Yao syndrome (YAOS), formerly named NOD2-associated autoinflammatory disease, is a polygenic autoinflammatory condition requiring genetic testing for diagnosis. In addition to the most common clinical features consisting of episodic fever, arthritis, GI symptoms, ankle edema, and eyelid erythema/swelling, a wide spectrum of rashes have been reported (Yao 2011). Likewise in the reported literature, biopsies of rashes associated with YAOS have revealed an array of histopathological patterns: spongiotic, perivascular, granulomatous, and pigmented pruritic dermatosis (Yao 2013). In our case series of 5 patients with YAOS, both female and male ranging from 30 to 75 years old, we further demonstrate the heterogeneity of histopathology findings among this patient population.
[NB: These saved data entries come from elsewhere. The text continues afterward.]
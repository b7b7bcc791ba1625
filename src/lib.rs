/*!

**Monomorphized containers and allocators for high-performance systems code.**

`vessel` is a `no_std` library (the `alloc` crate is its only mandatory
dependency) built around two ideas:

1. **Allocators are values, not globals.** A [`RawAlloc`](alloc::RawAlloc)
   implementation is handed explicitly to every container that needs one, so
   a program can run several allocation strategies side by side — a
   process-wide allocator for long-lived state, a bump arena for a single
   request, a slab allocator for a fixed-size hot object.
2. **Containers are specialized, not erased.** There is no `dyn Container`
   and no runtime dispatch inside a container's hot path: every container is
   a plain generic type, monomorphized per element/key/value type and per
   allocator type, the same way the standard library's own collections are.

## Allocators

Four allocators implement [`RawAlloc`](alloc::RawAlloc):

- [`StdAlloc`](alloc::StdAlloc) — a thin wrapper over the process allocator.
- [`HybridStatic`](alloc::HybridStatic) — a bump allocator over a
  caller-supplied inline buffer, falling back to a backing allocator once the
  buffer is exhausted.
- [`ChunkedBump`](alloc::ChunkedBump) — a bump allocator over a growing
  sequence of large blocks, with bulk `reset`.
- [`Slab`](alloc::Slab) — a fixed-block-size allocator with an intrusive
  freelist, for workloads dominated by same-size allocations.

## Collections

Vectors ([`Vec`](collections::Vec), [`StaticVec`](collections::StaticVec)),
queues ([`CircularQueue`](collections::CircularQueue),
[`Deque`](collections::Deque)), arenas
([`Arena`](collections::Arena), [`ChunkedArena`](collections::ChunkedArena)),
and hash containers
([`SwissMap`](collections::map::SwissMap),
[`AnkerlMap`](collections::map::AnkerlMap),
[`DecomposedMap`](collections::map::DecomposedMap),
[`StaticLinearMap`](collections::map::StaticLinearMap),
[`SwissSet`](collections::set::SwissSet)) are all parameterized by the
allocator that backs them, and draw on ordinary trait bounds (`Clone`,
`PartialEq`, `Hash`, `Debug`) rather than a bespoke vtable for
element-specific behavior.

## `#![no_std]` support

`vessel` depends only on `core` and `alloc`. It never performs I/O, never
spawns threads, and never serializes anything — those concerns live outside
this crate's scope.

## Optional features

- `allocator_api2` implements [`allocator_api2::alloc::Allocator`] for every
  allocator in this crate, so they can back `alloc`-crate collections too.
- `zerocopy` adds a typed zero-filled allocation entry point
  ([`zerocopy_integration::ZeroCopyAlloc`]) for any `T: FromZeroes`.

 */

#![deny(missing_debug_implementations)]
#![no_std]

extern crate alloc as core_alloc;
#[cfg(test)]
extern crate std;

pub mod alloc;
pub mod collections;
pub mod hash;

#[cfg(feature = "allocator_api2")]
pub mod allocator_api2_integration;
#[cfg(feature = "zerocopy")]
pub mod zerocopy_integration;

mod mutation;
mod sanitizer;

pub use crate::alloc::RawAlloc;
Our study shows patients with superficial perivascular dermatitis (with and without mast cells); leukocytoclastic vasculitis; spongiotic dermatitis; and interface lichenoid dermatitis. These correspond with clinical presentations of urticaria; Gottron’s-appearing papule; pruritic palpable purpuric eruption of bilateral lower extremities; burning eruption of the lower trunk and extremities; and pruritic reticulated eruption of the arms and trunk. We further conclude that there is heterogeneity in cutaneous manifestations of YAOS, with corresponding lack of consensus for characteristic histopathological features. We highlight the importance of referral to rheumatology and prioritizing genetic testing in patients with other symptoms of YAOS to prevent a delay in diagnosis by treating non-specific cutaneous manifestations alone.